Ce projet de loi ferait de la distribution intentionnelle par courrier ou autrement d'images visuelles intimes privées d'un adulte, lorsque le distributeur savait ou aurait dû savoir que la personne avait une attente raisonnable de vie privée, que l'image n'était pas exposée en public, qu'il ne s'agissait pas d'une question d'intérêt public, et que la distribution était destinée à causer du tort ou a causé du tort (y compris des dommages psychologiques, financiers ou réputationnels), un crime fédéral. Le projet de loi considère la distribution intentionnelle d'une représentation visuelle d'un mineur nu dans le but d'abuser, d'humilier, de harceler, de dégrader ou d'exciter quelqu'un comme une infraction distincte.

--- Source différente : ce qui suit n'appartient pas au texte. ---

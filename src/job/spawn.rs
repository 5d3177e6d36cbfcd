//! Low-level child spawning via `clone3(2)`.
//!
//! A job's child must satisfy three constraints the standard spawn path
//! cannot express together:
//!
//! - it must be placed in its cgroup atomically (`CLONE_INTO_CGROUP`), so it
//!   is inside its limits from its first instruction;
//! - it should live in a fresh PID namespace, so that when the direct child
//!   (PID 1 there) is SIGKILLed via the parent-death signal, the kernel also
//!   SIGKILLs every descendant;
//! - it must lead a new process group, so the whole job can be signalled at
//!   once when cgroups are unavailable.
//!
//! Running as non-root, a new PID namespace additionally requires a new user
//! namespace with the caller's uid/gid mapped into it; the child writes its
//! own identity mapping, which the kernel permits because it holds full
//! capabilities in the namespace it was created in.

use std::ffi::CString;
use std::fs::File;
use std::io::{self, Read};
use std::os::fd::{AsRawFd, RawFd};

use nix::fcntl::OFlag;
use nix::sys::wait::waitpid;
use nix::unistd::{self, Pid};

// CLONE_INTO_CGROUP is a clone3-only flag (kernel 5.7+); it does not fit in
// the 32-bit flag word older clone variants use.
const CLONE_INTO_CGROUP: u64 = 0x200000000;

/// Argument block for the `clone3` syscall, per `linux/sched.h`.
#[repr(C)]
#[derive(Default)]
struct CloneArgs {
    flags: u64,
    pidfd: u64,
    child_tid: u64,
    parent_tid: u64,
    exit_signal: u64,
    stack: u64,
    stack_size: u64,
    tls: u64,
    set_tid: u64,
    set_tid_size: u64,
    cgroup: u64,
}

/// A successfully spawned child: its pid and the read side of the pipe that
/// carries its merged stdout/stderr.
#[derive(Debug)]
pub(crate) struct SpawnedChild {
    pub pid: Pid,
    pub output: File,
}

/// Spawns `command` with `args`, stdin on `/dev/null` and stdout/stderr
/// merged onto a single pipe. The child becomes a process group leader,
/// receives SIGKILL when this process dies, and, when `cgroup_fd` is given,
/// starts life inside that cgroup. With `use_pid_namespace` the child is
/// cloned into a new PID namespace (plus a user namespace when not root).
///
/// Exec failures in the child (e.g. command not found) are reported back
/// through a close-on-exec status pipe and surface as an error here, after
/// the dead child has been reaped.
pub(crate) fn spawn(
    command: &str,
    args: &[String],
    cgroup_fd: Option<RawFd>,
    use_pid_namespace: bool,
) -> io::Result<SpawnedChild> {
    // Everything the child touches is prepared up front: between clone3 and
    // exec only async-signal-safe calls are allowed, so no allocation may
    // happen on the child side.
    let program = cstring(command)?;
    let mut argv_c = Vec::with_capacity(args.len() + 1);
    argv_c.push(program);
    for arg in args {
        argv_c.push(cstring(arg)?);
    }
    let mut argv: Vec<*const libc::c_char> = argv_c.iter().map(|s| s.as_ptr()).collect();
    argv.push(std::ptr::null());

    // All of these fds carry O_CLOEXEC, so after the child dup2's the stdio
    // targets into place, exec closes every stray copy.
    let (output_r, output_w) = unistd::pipe2(OFlag::O_CLOEXEC)?;
    let (status_r, status_w) = unistd::pipe2(OFlag::O_CLOEXEC)?;
    let devnull = File::open("/dev/null")?;

    let uid = unistd::getuid();
    let gid = unistd::getgid();
    let parent_pid = unistd::getpid();
    let map_ids = use_pid_namespace && !uid.is_root();
    let uid_map = format!("{} {} 1", uid.as_raw(), uid.as_raw());
    let gid_map = format!("{} {} 1", gid.as_raw(), gid.as_raw());

    let mut flags: u64 = 0;
    if use_pid_namespace {
        flags |= libc::CLONE_NEWPID as u64;
        if map_ids {
            flags |= libc::CLONE_NEWUSER as u64;
        }
    }
    let mut clone_args = CloneArgs {
        flags,
        exit_signal: libc::SIGCHLD as u64,
        ..Default::default()
    };
    if let Some(fd) = cgroup_fd {
        clone_args.flags |= CLONE_INTO_CGROUP;
        clone_args.cgroup = fd as u64;
    }

    // SAFETY: clone3 with a null stack behaves like fork; the child resumes
    // here with copy-on-write memory. The child branch below only performs
    // async-signal-safe work and never returns.
    let ret = unsafe {
        libc::syscall(
            libc::SYS_clone3,
            &mut clone_args as *mut CloneArgs,
            std::mem::size_of::<CloneArgs>(),
        )
    };
    if ret < 0 {
        return Err(io::Error::last_os_error());
    }
    if ret == 0 {
        // SAFETY: child side; every pointer and fd was prepared before the
        // clone, and the function diverges via exec or _exit.
        unsafe {
            child_after_clone(
                &argv,
                devnull.as_raw_fd(),
                output_w.as_raw_fd(),
                status_w.as_raw_fd(),
                map_ids,
                uid_map.as_bytes(),
                gid_map.as_bytes(),
                parent_pid.as_raw(),
            )
        }
    }
    let pid = Pid::from_raw(ret as libc::pid_t);

    // Close our copies of the child-side fds, then wait for the status pipe:
    // EOF means exec succeeded (O_CLOEXEC closed the write side); bytes mean
    // the child reported an errno and exited.
    drop(output_w);
    drop(status_w);
    drop(devnull);

    let mut status = File::from(status_r);
    let mut errno_buf = [0u8; 4];
    let n = read_full(&mut status, &mut errno_buf)?;
    if n > 0 {
        // Reap the dead child so it does not linger as a zombie.
        let _ = waitpid(pid, None);
        let errno = i32::from_ne_bytes(errno_buf);
        return Err(io::Error::from_raw_os_error(errno));
    }

    Ok(SpawnedChild {
        pid,
        output: File::from(output_r),
    })
}

fn cstring(s: &str) -> io::Result<CString> {
    CString::new(s).map_err(|_| {
        io::Error::new(
            io::ErrorKind::InvalidInput,
            "argument contains an interior NUL byte",
        )
    })
}

fn read_full(f: &mut File, buf: &mut [u8]) -> io::Result<usize> {
    let mut total = 0;
    while total < buf.len() {
        match f.read(&mut buf[total..]) {
            Ok(0) => break,
            Ok(n) => total += n,
            Err(err) if err.kind() == io::ErrorKind::Interrupted => continue,
            Err(err) => return Err(err),
        }
    }
    Ok(total)
}

/// Child-side setup between clone and exec. Only async-signal-safe calls.
///
/// # Safety
///
/// Must only be called in the child of a fork-like clone3, with `argv`
/// null-terminated and every fd valid.
unsafe fn child_after_clone(
    argv: &[*const libc::c_char],
    devnull: RawFd,
    output_w: RawFd,
    status_w: RawFd,
    map_ids: bool,
    uid_map: &[u8],
    gid_map: &[u8],
    parent_pid: libc::pid_t,
) -> ! {
    // Lead a new process group so the job can be signalled as a group.
    if libc::setpgid(0, 0) != 0 {
        child_fail(status_w);
    }

    // Die together with the supervisor, even when it is SIGKILLed.
    if libc::prctl(libc::PR_SET_PDEATHSIG, libc::SIGKILL as libc::c_ulong) != 0 {
        child_fail(status_w);
    }
    // The parent may have died before the prctl landed, in which case the
    // signal was never armed. getppid reports 0 from inside a new PID
    // namespace, so only a reparent outside the namespace is detectable.
    let ppid = libc::getppid();
    if ppid != 0 && ppid != parent_pid {
        libc::raise(libc::SIGKILL);
    }

    if map_ids {
        // Write our own identity mapping into the new user namespace.
        // setgroups must be denied first or the gid_map write is refused.
        if !write_proc_file(c"/proc/self/setgroups", b"deny")
            || !write_proc_file(c"/proc/self/uid_map", uid_map)
            || !write_proc_file(c"/proc/self/gid_map", gid_map)
        {
            child_fail(status_w);
        }
    }

    if libc::dup2(devnull, libc::STDIN_FILENO) < 0
        || libc::dup2(output_w, libc::STDOUT_FILENO) < 0
        || libc::dup2(output_w, libc::STDERR_FILENO) < 0
    {
        child_fail(status_w);
    }

    libc::execvp(argv[0], argv.as_ptr());
    child_fail(status_w)
}

/// Reports errno to the parent over the status pipe and exits.
unsafe fn child_fail(status_w: RawFd) -> ! {
    let errno = *libc::__errno_location();
    let bytes = errno.to_ne_bytes();
    libc::write(
        status_w,
        bytes.as_ptr() as *const libc::c_void,
        bytes.len(),
    );
    libc::_exit(127)
}

unsafe fn write_proc_file(path: &std::ffi::CStr, data: &[u8]) -> bool {
    let fd = libc::open(path.as_ptr(), libc::O_WRONLY);
    if fd < 0 {
        return false;
    }
    let n = libc::write(fd, data.as_ptr() as *const libc::c_void, data.len());
    libc::close(fd);
    n == data.len() as isize
}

Le projet de loi fixe des peines : jusqu'à 2 ans de prison et des amendes pour la distribution de représentations visuelles intimes d'adultes, et jusqu'à 3 ans de prison et des amendes pour la distribution de représentations visuelles d'un mineur nu avec l'intention déclarée. Les tribunaux doivent ordonner la confiscation des matériaux et de certains produits liés à l'infraction. La restitution est disponible comme prévu à l'article 2264 du titre 18. Le projet de loi rend également punissables les menaces intentionnelles de commettre ces infractions.
Le projet de loi comprend des exceptions. Il ne s'applique pas aux activités légales d'application de la loi ou de renseignement. Il permet les distributions faites de bonne foi pour signaler une activité illégale, demander de l'aide, aider la personne représentée, à des fins médicales, scientifiques ou éducatives légitimes, ou dans le cadre de dépôts légaux. Les fournisseurs de services de communication sont protégés à moins qu'ils ne sollicitent intentionnellement ou ne distribuent sciemment et principalement le contenu. Le projet de loi prévoit une compétence fédérale dans les cas où le défendeur ou la personne représentée est un citoyen des États-Unis ou un résident permanent légal.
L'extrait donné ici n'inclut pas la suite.